Following a questions and answer video created by GoogleWebmasterHelp on YouTube that features Matt Cutts covering the Google site speed issue, it has quickly become clear that reducing the time it takes to load your site is about more than simply things that you can control, even with careful planning and optimised development.
The video features a question by ‘DisgruntledGoat' from the UK who took the opportunity to ask Matt Cutts the following question in his quest to combat the page load issues on his site as shown within Google Webmaster Tools (GWT):
"How does Google determine page speed? In GWT some pages are listed as very slow (8+ seconds). But I have tested on older computers/browsers and they do not take anywhere near that long to load. Why might Google show such high numbers?"

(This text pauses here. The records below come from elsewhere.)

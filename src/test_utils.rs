//! Shared test utilities.
//!
//! This module provides common helper functions for setting up test databases
//! and creating test entities with sensible defaults.

use crate::{
    core::{item, material, payment, project, stage, user},
    entities::{self, Role},
    errors::Result,
};
use sea_orm::DatabaseConnection;

/// Creates an in-memory `SQLite` database with all tables initialized.
/// This is the standard setup for all integration tests.
pub async fn setup_test_db() -> Result<DatabaseConnection> {
    let db = sea_orm::Database::connect("sqlite::memory:").await?;
    crate::config::database::create_tables(&db).await?;
    Ok(db)
}

/// Creates an active user named after the local part of `email`.
pub async fn create_test_user(
    db: &DatabaseConnection,
    email: &str,
    role: Role,
) -> Result<entities::user::Model> {
    let name = email.split('@').next().unwrap_or(email).to_string();
    user::create_user(db, name, email.to_string(), role).await
}

/// Creates the usual pair of project participants.
/// Returns (client, constructor).
pub async fn create_participants(
    db: &DatabaseConnection,
) -> Result<(entities::user::Model, entities::user::Model)> {
    let client = create_test_user(db, "ana@example.com", Role::Cliente).await?;
    let constructor = create_test_user(db, "obras@example.com", Role::Constructor).await?;
    Ok((client, constructor))
}

/// Creates a test project in `PLANIFICACION`.
///
/// # Defaults
/// * `name`: "Casa de prueba"
/// * `total_budget`: None (the budget lines decide the total)
pub async fn create_test_project(
    db: &DatabaseConnection,
    client_id: Option<i64>,
    constructor_id: Option<i64>,
) -> Result<entities::project::Model> {
    project::create_project(
        db,
        project::NewProject {
            name: "Casa de prueba".to_string(),
            address: Some("Calle Falsa 123".to_string()),
            client_id,
            constructor_id,
            ..Default::default()
        },
    )
    .await
}

/// Creates a public catalog material measured in units ("u").
pub async fn create_test_material(
    db: &DatabaseConnection,
    name: &str,
    base_price: Option<f64>,
) -> Result<entities::material::Model> {
    material::create_material(
        db,
        material::NewMaterial {
            name: name.to_string(),
            unit: "u".to_string(),
            base_price,
            custom_price: None,
        },
        None,
    )
    .await
}

/// Creates a work item measured in square meters with no materials.
pub async fn create_test_item(
    db: &DatabaseConnection,
    name: &str,
    labor_rate: f64,
) -> Result<entities::item::Model> {
    item::create_item(
        db,
        item::NewItem {
            name: name.to_string(),
            description: None,
            unit: "m2".to_string(),
            labor_rate,
        },
    )
    .await
}

/// Appends a stage with no budget amount or dates.
pub async fn create_test_stage(
    db: &DatabaseConnection,
    project_id: i64,
    name: &str,
) -> Result<entities::stage::Model> {
    stage::create_stage(
        db,
        project_id,
        stage::NewStage {
            name: name.to_string(),
            ..Default::default()
        },
    )
    .await
}

/// Records a `PENDING` payment not tied to a stage.
pub async fn create_test_payment(
    db: &DatabaseConnection,
    project_id: i64,
    recorded_by: i64,
    amount: f64,
) -> Result<entities::payment::Model> {
    payment::record_payment(
        db,
        project_id,
        recorded_by,
        payment::NewPayment {
            amount,
            method: Some("transferencia".to_string()),
            ..Default::default()
        },
    )
    .await
}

Cutts explains how search engine giants Google consider toolbar data extracted from users that have opted into their research in order to take information surrounding the time that it takes for a particular site to load, revealing that there are other factors outside of the website that could well hinder the results of your statistics.
According to Cutts the data is drawn from the user and used within the raw form that they absorb from the search engine user, so if a visitor to your site has a weak internet signal, operates on dial up internet or simply has issues within their own parameter, the results that Google obtain reflect the drawn data without the elimination of such factors.
Although there seems to have been a huge push towards looking to reduce the page speed, Cutts revealed that there are only really "one in a thousand" sites that have any issues in relation to their page speed that could be big enough to affect their position within the search engine results, taking away some of the need to have the most efficient site on the internet.
Although looking to keep your website optimised is a very good form of practice to be showing, the need to have a highly optimised site in order to rank in top spot in Google is no longer a major factor, putting a cooling sensation on the battle cry to condense page after page of your website.
Although I strongly believe that Google are making large steps in the right direction following their latest alterations that are targeting low ‘value' sites, I think that using page speed as a factor when the testing grounds aren't completely level is a negative move from the internet giants and hopefully they will either look to eliminate such metrics as such any form of negative metric in relation to a site or they will work out a new methodology that would create a fairer testing ground for site owners.
See the video below:
Anyone know the code to seek internet connectivity speed of visitors so that I can block anything below 1Meg?
Clarification Edit –
I thought that I should make this small addition to the above post as it seems that I have been misunderstood by a few readers.
The point that I am trying to make about the page speed metric within the eyes of Google is that regardless of the work and optimisation that you put into the site, use of YSlow will never show you a true value of the speed that your site is offering to users as the data used to calculate the metric is affected by the speed at which a visitor has available to them in terms of internet connection.
Optimising the speed of your site is still important as you are looking to offer a good user experience for every visitor to your site but my point is that investing huge amount of time and money into reducing the metric results as seen by Google is time wasted creating the main objective of your site, informative and unique content.
By the comment that the optimisation of page speed is a waste of time, i mean that dedicating huge amounts of time to battle against the statistics that are shown to you within the likes of YSlow and GWT is time that could be better spent elsewhere within your development.